Net Cash 2,59 Mrd. EUR inkl. 207 Mio. EUR Pensionsverpfl. (rd. 1,85x FCF FYe) – damit ist das net cash nochmals merklich höher als im Vorjahr (2,33 Mrd. EUR), obgleich Hermès 2018 wg. einer Sonderdividende 555,6 Mio. EUR höhere Dividenden ausgezahlt hat (2018 kumuliert 957,5 Mio. EUR). EK +4,93% auf 4,79 Mrd., EK-Quote 73,41% (-67 bps wg. mehr zurückgekaufter Aktien). Alleine das kurzfristige Vermögen (4,24 Mrd. EUR) ist rd. 2,45x höher als sämtliche Verbindlichkeiten (1,73 Mrd. EUR), hinzu kommen das langfristige Vermögen (2,29 Mrd. EUR). Das ROCE erreicht 63,5% FYe, das ROE 27%.

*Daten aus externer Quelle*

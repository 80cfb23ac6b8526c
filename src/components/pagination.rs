//! Pagination Component

use leptos::prelude::*;

const PAGE_SIZES: &[u32] = &[10, 20, 50];

/// Previous/next controls plus a page size picker. `page` is zero-based.
#[component]
pub fn Pagination(
    #[prop(into)] page: Signal<u32>,
    #[prop(into)] total_pages: Signal<u32>,
    #[prop(into)] has_previous: Signal<bool>,
    #[prop(into)] has_next: Signal<bool>,
    #[prop(into)] size: Signal<u32>,
    #[prop(into)] on_page: Callback<u32>,
    #[prop(into)] on_size: Callback<u32>,
) -> impl IntoView {
    view! {
        <nav class="pagination">
            <button
                class="page-btn"
                disabled=move || !has_previous.get()
                on:click=move |_| on_page.run(page.get_untracked().saturating_sub(1))
            >
                "Previous"
            </button>
            <span class="page-indicator">
                {move || format!("Page {} of {}", page.get() + 1, total_pages.get().max(1))}
            </span>
            <button
                class="page-btn"
                disabled=move || !has_next.get()
                on:click=move |_| on_page.run(page.get_untracked() + 1)
            >
                "Next"
            </button>
            <select
                class="page-size"
                prop:value=move || size.get().to_string()
                on:change=move |ev| {
                    if let Ok(size) = event_target_value(&ev).parse() {
                        on_size.run(size);
                    }
                }
            >
                {PAGE_SIZES
                    .iter()
                    .map(|s| view! { <option value=s.to_string()>{format!("{s} / page")}</option> })
                    .collect_view()}
            </select>
        </nav>
    }
}
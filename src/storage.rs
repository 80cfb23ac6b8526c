//! localStorage-backed identity marker.

use taskboard_client::models::Identity;
use taskboard_client::storage::{decode_identity, encode_identity, IdentityStorage, StorageError, IDENTITY_KEY};

#[derive(Debug, Clone, Copy, Default)]
pub struct BrowserStorage;

impl BrowserStorage {
    fn local() -> Result<web_sys::Storage, StorageError> {
        web_sys::window()
            .ok_or_else(|| StorageError::Unavailable("no window".into()))?
            .local_storage()
            .map_err(|err| StorageError::Unavailable(format!("{err:?}")))?
            .ok_or_else(|| StorageError::Unavailable("localStorage disabled".into()))
    }
}

impl IdentityStorage for BrowserStorage {
    fn load(&self) -> Option<Identity> {
        let raw = Self::local().ok()?.get_item(IDENTITY_KEY).ok()??;
        decode_identity(&raw)
    }

    fn save(&self, identity: &Identity) -> Result<(), StorageError> {
        let raw = encode_identity(identity)?;
        Self::local()?
            .set_item(IDENTITY_KEY, &raw)
            .map_err(|err| StorageError::Unavailable(format!("{err:?}")))
    }

    fn clear(&self) {
        match Self::local() {
            Ok(storage) => {
                if storage.remove_item(IDENTITY_KEY).is_err() {
                    tracing::warn!("failed to remove identity marker");
                }
            }
            Err(err) => tracing::warn!(error = %err, "identity marker not cleared"),
        }
    }
}
//! Resource Clients
//!
//! Typed bindings to backend endpoints, organized by resource. One function
//! per remote operation and no business logic.

mod auth;
mod projects;
mod tasks;

pub use auth::AuthApi;
pub use projects::ProjectApi;
pub use tasks::{ProjectTasks, TaskApi};

/// Sort order the list endpoints are asked for.
pub(crate) const DEFAULT_SORT: &str = "id";
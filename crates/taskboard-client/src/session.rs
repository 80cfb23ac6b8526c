//! Session Store
//!
//! Owns the authenticated identity. The store is an explicit object handed
//! to whoever needs it (the UI provides it through context); there is no
//! global session state.
//!
//! ```text
//! Unknown ──initialize──▶ Loading ──▶ Authenticated(identity)
//!                                 └─▶ Anonymous
//! Authenticated ──logout / renewal failure──▶ Anonymous
//! ```

use crate::api::AuthApi;
use crate::error::ApiResult;
use crate::http::Transport;
use crate::models::{Identity, LoginRequest, RegisterRequest};
use crate::state::StateCell;
use crate::storage::IdentityStorage;

#[derive(Debug, Clone, PartialEq, Eq, Default)]
pub enum SessionStatus {
    #[default]
    Unknown,
    Loading,
    Authenticated(Identity),
    Anonymous,
}

#[derive(Debug, Clone, PartialEq, Eq, Default)]
pub struct SessionState {
    pub status: SessionStatus,
    initialized: bool,
    /// Bumped by every login and every session end. A restore only lands
    /// if no such change happened while its refresh was in flight.
    epoch: u64,
}

impl SessionState {
    pub fn is_authenticated(&self) -> bool {
        matches!(self.status, SessionStatus::Authenticated(_))
    }

    /// True until the first initialization has settled.
    pub fn is_resolving(&self) -> bool {
        matches!(self.status, SessionStatus::Unknown | SessionStatus::Loading)
    }

    pub fn identity(&self) -> Option<&Identity> {
        match &self.status {
            SessionStatus::Authenticated(identity) => Some(identity),
            _ => None,
        }
    }
}

/// Where the view should go after a session operation.
#[derive(Debug, Clone, Copy, PartialEq, Eq)]
pub enum Navigation {
    Dashboard,
    Login,
}

/// Drop the local session: forget the marker and become anonymous.
///
/// Shared by logout and by the HTTP client's expiry handler.
pub fn end_session<C, S>(state: &C, storage: &S)
where
    C: StateCell<SessionState>,
    S: IdentityStorage,
{
    storage.clear();
    state.update(|s| {
        s.epoch += 1;
        s.status = SessionStatus::Anonymous;
    });
}

pub struct SessionStore<C, S, T> {
    auth: AuthApi<T>,
    state: C,
    storage: S,
}

impl<C: Clone, S: Clone, T> Clone for SessionStore<C, S, T> {
    fn clone(&self) -> Self {
        Self {
            auth: self.auth.clone(),
            state: self.state.clone(),
            storage: self.storage.clone(),
        }
    }
}

impl<C, S, T> SessionStore<C, S, T>
where
    C: StateCell<SessionState>,
    S: IdentityStorage,
    T: Transport,
{
    pub fn new(auth: AuthApi<T>, state: C, storage: S) -> Self {
        Self { auth, state, storage }
    }

    pub fn state(&self) -> &C {
        &self.state
    }

    /// Restore the session from the persisted marker. Runs once per store;
    /// later calls return immediately.
    pub async fn initialize(&self) {
        let mut started = None;
        self.state.update(|s| {
            if !s.initialized {
                s.initialized = true;
                s.status = SessionStatus::Loading;
                started = Some(s.epoch);
            }
        });
        let Some(epoch) = started else {
            return;
        };

        let Some(identity) = self.storage.load() else {
            tracing::debug!("no identity marker, starting anonymous");
            self.state.update(|s| s.status = SessionStatus::Anonymous);
            return;
        };

        let result = self.auth.refresh().await;
        if self.state.read(|s| s.epoch) != epoch {
            tracing::debug!("session changed during restore, dropping refresh outcome");
            return;
        }
        match result {
            Ok(()) => {
                tracing::info!(email = %identity.email, "session restored");
                self.state.update(|s| s.status = SessionStatus::Authenticated(identity));
            }
            Err(err) => {
                tracing::info!(error = %err, "stored session is no longer valid");
                end_session(&self.state, &self.storage);
            }
        }
    }

    pub async fn login(&self, credentials: &LoginRequest) -> ApiResult<Navigation> {
        self.auth.login(credentials).await?;

        let identity = Identity {
            email: credentials.email.clone(),
        };
        if let Err(err) = self.storage.save(&identity) {
            tracing::warn!(error = %err, "identity marker not persisted, session will not survive a reload");
        }
        tracing::info!(email = %identity.email, "logged in");
        self.state.update(|s| {
            s.epoch += 1;
            s.status = SessionStatus::Authenticated(identity);
        });
        Ok(Navigation::Dashboard)
    }

    pub async fn register(&self, details: &RegisterRequest) -> ApiResult<Navigation> {
        let response = self.auth.register(details).await?;
        tracing::info!(email = %details.email, message = %response.message, "registered");
        Ok(Navigation::Login)
    }

    /// Best-effort: a failed backend logout is logged, the local session
    /// is cleared regardless.
    pub async fn logout(&self) -> Navigation {
        if let Err(err) = self.auth.logout().await {
            tracing::warn!(error = %err, "backend logout failed, clearing local session anyway");
        }
        end_session(&self.state, &self.storage);
        Navigation::Login
    }
}
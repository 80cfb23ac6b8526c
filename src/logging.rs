//! Browser Logging
//!
//! `tracing` events from the UI and the client crate, formatted by
//! tracing-subscriber and written to the browser console at the matching
//! console level.

use std::io;

use tracing::{Level, Metadata};
use wasm_bindgen::JsValue;
use tracing_subscriber::fmt::MakeWriter;
use tracing_subscriber::prelude::*;
use tracing_subscriber::{fmt, EnvFilter};

const DEFAULT_FILTER: &str = "info,taskboard_client=debug";

/// Hands out one [`ConsoleWriter`] per event, tagged with the event level.
#[derive(Clone, Copy, Default)]
struct ConsoleMakeWriter;

struct ConsoleWriter {
    level: Level,
    buffer: Vec<u8>,
}

impl io::Write for ConsoleWriter {
    fn write(&mut self, buf: &[u8]) -> io::Result<usize> {
        self.buffer.extend_from_slice(buf);
        Ok(buf.len())
    }

    fn flush(&mut self) -> io::Result<()> {
        Ok(())
    }
}

impl Drop for ConsoleWriter {
    fn drop(&mut self) {
        let line = String::from_utf8_lossy(&self.buffer);
        let line = line.trim_end();
        if line.is_empty() {
            return;
        }
        let value = JsValue::from_str(line);
        match self.level {
            Level::ERROR => web_sys::console::error_1(&value),
            Level::WARN => web_sys::console::warn_1(&value),
            Level::INFO => web_sys::console::info_1(&value),
            _ => web_sys::console::debug_1(&value),
        }
    }
}

impl<'a> MakeWriter<'a> for ConsoleMakeWriter {
    type Writer = ConsoleWriter;

    fn make_writer(&'a self) -> Self::Writer {
        ConsoleWriter {
            level: Level::INFO,
            buffer: Vec::new(),
        }
    }

    fn make_writer_for(&'a self, meta: &Metadata<'_>) -> Self::Writer {
        ConsoleWriter {
            level: *meta.level(),
            buffer: Vec::new(),
        }
    }
}

/// Install the global subscriber. Safe to call more than once.
pub fn init() {
    let filter = option_env!("TASKBOARD_LOG")
        .and_then(|directives| EnvFilter::try_new(directives).ok())
        .unwrap_or_else(|| EnvFilter::new(DEFAULT_FILTER));

    let result = tracing_subscriber::registry()
        .with(
            fmt::layer()
                .with_writer(ConsoleMakeWriter)
                .without_time()
                .with_ansi(false)
                .with_target(true),
        )
        .with(filter)
        .try_init();

    if result.is_err() {
        tracing::debug!("subscriber already installed");
    }
}
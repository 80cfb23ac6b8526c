//! Login Page

use leptos::prelude::*;
use leptos::task::spawn_local;
use taskboard_client::validation::{validate_login, FieldErrors};

use super::{ErrorBanner, FormField};
use crate::context::{AppContext, Route};

#[component]
pub fn LoginPage() -> impl IntoView {
    let ctx = expect_context::<AppContext>();

    let email = RwSignal::new(String::new());
    let password = RwSignal::new(String::new());
    let errors = RwSignal::new(FieldErrors::default());
    let general = RwSignal::new(None::<String>);
    let submitting = RwSignal::new(false);

    let on_submit = move |ev: web_sys::SubmitEvent| {
        ev.prevent_default();
        let credentials = match validate_login(&email.get_untracked(), &password.get_untracked()) {
            Ok(credentials) => credentials,
            Err(field_errors) => {
                errors.set(field_errors);
                return;
            }
        };
        errors.set(FieldErrors::default());
        general.set(None);
        submitting.set(true);

        spawn_local(async move {
            let result = ctx.session.login(credentials).await;
            submitting.set(false);
            match result {
                Ok(nav) => ctx.follow(nav),
                Err(err) => general.set(Some(err.user_message("Invalid email or password"))),
            }
        });
    };

    view! {
        <div class="auth-page">
            <div class="auth-card">
                <h1>"Welcome Back"</h1>
                <p class="subtitle">"Sign in to continue to your dashboard"</p>

                <ErrorBanner message=general />

                <form on:submit=on_submit novalidate>
                    <FormField
                        id="email"
                        label="Email Address"
                        input_type="email"
                        placeholder="you@example.com"
                        value=email
                        errors=errors
                        field="email"
                        disabled=submitting
                    />
                    <FormField
                        id="password"
                        label="Password"
                        input_type="password"
                        placeholder="Enter your password"
                        value=password
                        errors=errors
                        field="password"
                        disabled=submitting
                    />
                    <button type="submit" class="primary-btn" disabled=move || submitting.get()>
                        {move || if submitting.get() { "Signing in..." } else { "Sign In" }}
                    </button>
                </form>

                <p class="auth-switch">
                    "Don't have an account? "
                    <a href="/register" on:click=move |ev| {
                        ev.prevent_default();
                        ctx.navigate(Route::Register);
                    }>"Create Account"</a>
                </p>
            </div>
        </div>
    }
}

Enterprise Value 39,5x FCF FYe (2009 waren es rd. 30x FCF, Hermès hat auch 2009 seinen Umsatz gesteigert und einen höheren FCF erwirtschaftet). Die um negative wc-Effekte bereinigte FCF-Marge von 25,16% ist wirklich grandios! Auch berichtet hatte Hermès in H1 noch nie so hohe Margen wie jetzt, und zwar über die gesamte Bilanz von der operativen Marge über die FCF-Marge bis zum ROCE. Und das immer noch etwas stärkere H2 kommt erst noch. Obwohl Hermés wg. der Sonderdividende dieses Jahr mehr als doppelt so viel Dividende bezahlt hat wie letztes Jahr, hat Hermès ein paar hundert Mio. EUR mehr in der Kasse. Wenn man die negativen wc-Effekte berücksichtigt, liegt das ROCE über 65% – sagenhaft! Und dann diese Bilanz, wirklich atemberaubend – das sehr hohe Eigenkapital, sodann: alleine das kurzfristige Vermögen ist rd. 2,5x höher als sämtliche Konzern-Verbindlichkeiten. Bei Hermès sind nicht nur die Produkte einzigartig, auch die Bilanz ist geradezu phänomenal. Man muss hierbei berücksichtigen, dass Hermés beim working capital wirklich großzügigst sind, das ist das totale Gegenteil von optimiert – gerade das Lager haben sie immer gefüllt mit reichlich und bester Rohlederware (das Lager erreicht über 17% des Umsatzes). Wenn Hermès zB auf dem cnwc-Niveau von LVMH wäre, hätte Hermès in H1 um die 35% (sic) FCF-Marge geschafft, und sie hätten noch ein paar hundert Mio. EUR mehr in der Kasse. Und wenn das cnwc im Bereich der Extrem-Optimierung zB von Colgate oder Church & Dwight wäre, wäre Hermès bei fast 40% FCF-Marge.

⁃ Auch sonstige Bilanzoptimierung kennt Hermès überhaupt nicht. So hat Hermès 207 Mio. EUR an Pensionsverpflichtungen, auf der anderen Seite beträgt das net cash 2,8 Mrd., am Jahresende dürften es um die 3,2 Mrd. net cash sein. Da sollten sie es wie Church & Dwight machen – und die Pensionsverpflichtungen ablösen. Das wäre mal das Mindeste. Außerdem könnten/sollten sie mindestens 2 Mrd. EUR Aktien p. a. zurückkaufen, die aber nicht vernichten, sondern als weitere Kriegskasse in der Bilanz belassen. Dieses Jahr dürfte Hermès bei 1,35-1,45 Mrd. EUR FCF landen, und die Firma zahlt, wenn sie nicht wieder eine Sonderdividende beschließt, um die 450 Mio. EUR für die Dividende. Also könnte Hermès leicht jedes Jahr für eine dreiviertel Milliarde EUR Aktien zurückkaufen (und nicht vernichten), und dennoch wüchse der Cash-Berg weiter. Letztes Jahr hat Hermès lediglich für rd. 190 Mio. EUR Aktien zurückgekauft, in H1 jetzt gut 50 Mio. EUR.

Hermès gehört mit Visa, Mastercard, Apple, Google und Reckitt Benckiser zu den profitabelsten Konzernen auf dem weltweiten Börsenzettel.